Zenaida Manfugás es uno de los nombres prominentes, pero olvidados en el pianismo en Cuba, tierra de grandes pianistas.
En la cercanía del final, su reducido departamento de Elizabeth, New Jersey era quizás el marco menos ideal para el recuento, pero daba igual: las preguntas que ella, en ejercicio de autoconfesión, podría hacerse a esas alturas, sin temor a confirmar ciertas respuestas, serían probablemente las mismas que tanto admiradores como detractores compartían: ¿había ganado la batalla que había sido su vida? ¿O no? ¿Qué era en definitiva el triunfo: los aplausos, las buenas críticas, la fama… o conquistar, poseer lo que podría hacerla perdurable, parte indiscutible de la cultura de su país? ¿Qué precio tuvo que pagar por ser ella misma y a la vez intentar sin descanso ser aceptada por aquellos a quienes sentía hostiles en el reconocimiento de su innegable talento? ¿Fue en realidad esclava de las decisiones que, para bien o para mal, tuvo que tomar en momentos cruciales de su vida artística?

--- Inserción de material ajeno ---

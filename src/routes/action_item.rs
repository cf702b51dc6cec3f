use actix_web::{put, web, HttpRequest, HttpResponse, ResponseError};
use mongodb::bson::oid::ObjectId;

use super::{actor, today};
use crate::{
    database::Env,
    models::action_item::{ActionItem, ActionItemAction},
};

#[put("/action-items/{item_id}/{action}")]
pub async fn run_action_item_action(
    env: web::Data<Env>,
    path: web::Path<(String, ActionItemAction)>,
    req: HttpRequest,
) -> HttpResponse {
    if actor(&req).is_none() {
        return HttpResponse::Unauthorized().body("UNAUTHORIZED".to_string());
    }
    let (item_id, action) = path.into_inner();
    let item_id: ObjectId = match item_id.parse() {
        Ok(item_id) => item_id,
        _ => return HttpResponse::BadRequest().body("INVALID_ID".to_string()),
    };

    match ActionItem::apply(&env, &item_id, action, today()).await {
        Ok(item) => HttpResponse::Ok().json(item),
        Err(error) => error.error_response(),
    }
}
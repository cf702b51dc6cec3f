use async_trait::async_trait;
use futures::stream::TryStreamExt;
use mongodb::{
    bson::{doc, Bson, Document},
    options::{FindOneAndUpdateOptions, IndexOptions, ReturnDocument},
    Client, ClientSession, Collection, Database, IndexModel,
};

use super::{RecordStore, Sequence, SequenceGenerator, Write};
use crate::error::{Error, Result};

const SEQUENCES: &str = "sequences";

/// MongoDB-backed store. Commits run inside a session transaction, which
/// requires the server to be a replica set member.
#[derive(Clone, Debug)]
pub struct MongoStore {
    client: Client,
    db: Database,
}

pub async fn connect(uri: &str, database: &str) -> Result<MongoStore> {
    let client: Client = Client::with_uri_str(uri).await?;
    let db: Database = client.database(database);
    db.run_command(doc! { "ping": 1 }, None).await?;
    tracing::info!(database, "connected to mongodb");
    Ok(MongoStore { client, db })
}

impl MongoStore {
    /// Creates a unique index for every `(collection, field)` pair.
    pub async fn ensure_unique_indexes(&self, fields: &[(&str, &str)]) -> Result<()> {
        for (name, field) in fields {
            let collection: Collection<Document> = self.db.collection::<Document>(name);
            let mut keys: Document = Document::new();
            keys.insert(*field, 1);
            let index: IndexModel = IndexModel::builder()
                .keys(keys)
                .options(IndexOptions::builder().unique(true).build())
                .build();
            collection.create_index(index, None).await?;
        }
        Ok(())
    }

    async fn apply(&self, write: Write, session: &mut ClientSession) -> Result<()> {
        match write {
            Write::Insert {
                collection,
                document,
            } => {
                self.db
                    .collection::<Document>(collection)
                    .insert_one_with_session(document, None, session)
                    .await?;
            }
            Write::Replace {
                collection,
                _id,
                version,
                document,
            } => {
                // Records written before versioning have no `version` field yet.
                let filter: Document = if version == 0 {
                    doc! { "_id": _id, "version": { "$in": [0_i64, Bson::Null] } }
                } else {
                    doc! { "_id": _id, "version": version }
                };
                let result = self
                    .db
                    .collection::<Document>(collection)
                    .replace_one_with_session(filter, document, None, session)
                    .await?;
                if result.matched_count == 0 {
                    return Err(Error::Conflict(format!(
                        "Record {_id} in {collection} was changed by another request."
                    )));
                }
            }
        }
        Ok(())
    }
}

#[async_trait]
impl RecordStore for MongoStore {
    async fn find(&self, collection: &str, filter: Document) -> Result<Vec<Document>> {
        let cursor = self
            .db
            .collection::<Document>(collection)
            .find(filter, None)
            .await?;
        Ok(cursor.try_collect::<Vec<Document>>().await?)
    }

    async fn commit(&self, writes: Vec<Write>) -> Result<()> {
        let mut session: ClientSession = self.client.start_session(None).await?;
        session.start_transaction(None).await?;

        for write in writes {
            if let Err(error) = self.apply(write, &mut session).await {
                if let Err(abort) = session.abort_transaction().await {
                    tracing::error!(error = %abort, "aborting transaction failed");
                }
                return Err(error);
            }
        }

        session.commit_transaction().await?;
        Ok(())
    }
}

#[async_trait]
impl SequenceGenerator for MongoStore {
    async fn next_by_code(&self, sequence: &Sequence) -> Result<String> {
        let options: FindOneAndUpdateOptions = FindOneAndUpdateOptions::builder()
            .upsert(true)
            .return_document(ReturnDocument::After)
            .build();
        let counter: Document = self
            .db
            .collection::<Document>(SEQUENCES)
            .find_one_and_update(
                doc! { "_id": sequence.code },
                doc! { "$inc": { "value": 1_i64 } },
                options,
            )
            .await?
            .ok_or_else(|| Error::Store(format!("sequence {} unavailable", sequence.code)))?;
        let value: i64 = counter
            .get_i64("value")
            .map_err(|_| Error::Store(format!("sequence {} is corrupt", sequence.code)))?;
        Ok(sequence.format(value))
    }
}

De algo estaba segura, y lo había dicho antes en público: Zenaida Manfugás, quisiéranlo o no, era ya parte de la cultura cubana. Ciertamente, y lo recordaba, tuvo que batirse al ataque y también a la defensiva en fuertes contiendas y en contextos inimaginados, siempre sin mirar atrás y mucho menos, sin pensar en una retirada. Sabía que, aunque siempre ese obstáculo estuvo presente en su discurso mucho más de lo aconsejable, logró romper a su modo y cuanto pudo (¡que siempre quedaron deudas con ella!) la barrera racial y social que tuvo que sufrir y que siempre la obsesionó de un modo opresivo. En definitiva, toda zancadilla fue para ella el estímulo justo para no detenerse, aunque no supiera muy bien a veces hacia dónde iba. Lo que siempre quiso fue no apartarse del piano. También sabía que la muerte le llegaría sin remedio muy lejos de Guantánamo, del Malecón habanero, de la Isla, lo que ocurrió treinta y ocho años después que saliera de ella para vivir en otra parte y sin fecha prevista de retorno.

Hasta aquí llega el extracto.